The test is running in India, but at least one marketing expert has seen it run in the United States.
Glenn Gabe, president at G-Squared Interactive, noticed Google’s test in the United States. He posted a screenshot on Twitter as it appeared in the Google search engine results page.
“You will see an 'expanded' icon in the SERPs & then you can tap 'Search in video'," he wrote, showing an example of "404" in one of @johnmy’s older videos. The feature highlights the text and the time code, allowing the person searching to jump in at that point in the video.
Images and videos are a source of visual information, but it is sometimes difficult to find something that is buried inside a long clip.
For example, according to Google, when watching a long video about Agra, if someone is curious whether it also covers Fatehpur Sikri, the new feature being piloted will allow the person searching to find places in the video that mentioned it by entering a search term using the Search in video feature.
Google also plans to bring its multisearch feature, which allows users to search using images and text, to India. The feature will become available in English and will support Hindi next year. It lets users add a photo of a clothing pattern, for example, and add text like “shirt” to look up items with that pattern.

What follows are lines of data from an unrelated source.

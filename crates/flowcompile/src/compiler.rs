use crate::error::CompileError;
use crate::lowering::{Lowerer, LoweringMode, WiringPlan};
use flowcore::{count_errors, ConnectionSegment, Diagnostic, FlowGraph, ScopeResolver};
use serde::{Deserialize, Serialize};

/// Compiler settings, loadable from JSON.
#[derive(Debug, Clone, PartialEq, Eq, Serialize, Deserialize)]
#[serde(default)]
pub struct CompilerConfig {
    pub mode: LoweringMode,
    /// Fail the compilation when any diagnostic is reported.
    pub deny_diagnostics: bool,
    /// Carry the resolved segments in the output.
    pub include_segments: bool,
}

impl Default for CompilerConfig {
    fn default() -> Self {
        Self {
            mode: LoweringMode::default(),
            deny_diagnostics: false,
            include_segments: true,
        }
    }
}

/// Everything produced for one graph.
#[derive(Debug, Clone, Default, PartialEq, Serialize, Deserialize)]
pub struct Compilation {
    pub segments: Vec<ConnectionSegment>,
    pub plan: WiringPlan,
    /// Validation findings followed by lowering findings, without repeats.
    pub diagnostics: Vec<Diagnostic>,
}

impl Compilation {
    pub fn has_errors(&self) -> bool {
        count_errors(&self.diagnostics) > 0
    }
}

/// Validates, resolves and lowers a graph in one call.
pub struct FlowCompiler {
    config: CompilerConfig,
}

impl FlowCompiler {
    pub fn new(config: CompilerConfig) -> Self {
        Self { config }
    }

    pub fn config(&self) -> &CompilerConfig {
        &self.config
    }

    pub fn compile(&self, graph: &FlowGraph) -> Result<Compilation, CompileError> {
        let mut diagnostics = graph.validate();

        let segments = if self.config.include_segments {
            ScopeResolver::new(graph).resolve_all().segments().cloned().collect()
        } else {
            Vec::new()
        };

        let plan = Lowerer::new(graph).lower(self.config.mode);
        for diagnostic in &plan.diagnostics {
            if !diagnostics.contains(diagnostic) {
                diagnostics.push(diagnostic.clone());
            }
        }

        if self.config.deny_diagnostics && !diagnostics.is_empty() {
            return Err(CompileError::DiagnosticsDenied { diagnostics });
        }

        tracing::info!(
            "Compiled graph {} into {} wiring statements ({} diagnostics)",
            graph.name,
            plan.len(),
            diagnostics.len()
        );
        Ok(Compilation {
            segments,
            plan,
            diagnostics,
        })
    }
}

impl Default for FlowCompiler {
    fn default() -> Self {
        Self::new(CompilerConfig::default())
    }
}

Google also announced a feature that is intended to protect important documents on a cell phone, as well as eliminating the process of hunting through the phone for specific files or struggling with copying important information within them.
The function, which is built with privacy and security as a focus, will allow users to store sensitive documents in the new feature called Files by Google.
For those storing passwords or important information on a cell phone, the feature could bring peace of mind.
The files are stored in an isolated environment on the phone and can only be accessed using a unique lockscreen authentication.
Google uses a custom artificial intelligence (AI) model to scan for and identify key documents in the phone, which then uses OCR technology and machine-learning models to recognize relevant text and collate this important information into a simple view.
All of the models also run offline, completely on the device, and cannot be accessed by anyone or any entity, including Google.
The function will initially appear in the Files by Google App on Android smartphones in India. Users can tap the new tab to access all of the important documents and information in one organized location.